The problem:
Look through the data below for the string "static", and copy every line where it turns up.

[[ Record extracts, beginning ]]

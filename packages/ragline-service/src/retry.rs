use std::{future::Future, time::Duration};

use crate::{Error, Result};

#[derive(Clone, Copy, Debug)]
pub(crate) struct RetryPolicy {
	pub(crate) max_retries: u32,
	pub(crate) base_backoff: Duration,
}
impl RetryPolicy {
	pub(crate) fn from_config(cfg: &ragline_config::Retrieval) -> Self {
		Self {
			max_retries: cfg.max_retries,
			base_backoff: Duration::from_millis(cfg.retry_base_backoff_ms),
		}
	}

	fn backoff(&self, attempt: u32) -> Duration {
		self.base_backoff.saturating_mul(1_u32 << attempt.min(16))
	}
}

/// Runs `call` until it succeeds, fails with a non-transient error, or the retry budget is
/// spent. Sleeps `base * 2^attempt` between attempts.
pub(crate) async fn with_retries<T, F, Fut>(
	policy: RetryPolicy,
	operation: &'static str,
	mut call: F,
) -> Result<T>
where
	F: FnMut() -> Fut,
	Fut: Future<Output = Result<T>>,
{
	let mut attempt = 0_u32;

	loop {
		match call().await {
			Ok(value) => return Ok(value),
			Err(err) if attempt < policy.max_retries && err.is_transient() => {
				let delay = policy.backoff(attempt);

				tracing::debug!(
					error = %err,
					operation,
					attempt,
					delay_ms = delay.as_millis() as u64,
					"Retrying collaborator call."
				);
				tokio::time::sleep(delay).await;

				attempt += 1;
			},
			Err(err) => return Err(exhausted(err, operation, attempt)),
		}
	}
}

fn exhausted(err: Error, operation: &'static str, attempt: u32) -> Error {
	if attempt > 0 {
		tracing::warn!(error = %err, operation, retries = attempt, "Collaborator call failed after retries.");
	}

	err
}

[[ Record extracts, end ]]

Result for this exercise:
	operation: &'static str,
fn exhausted(err: Error, operation: &'static str, attempt: u32) -> Error {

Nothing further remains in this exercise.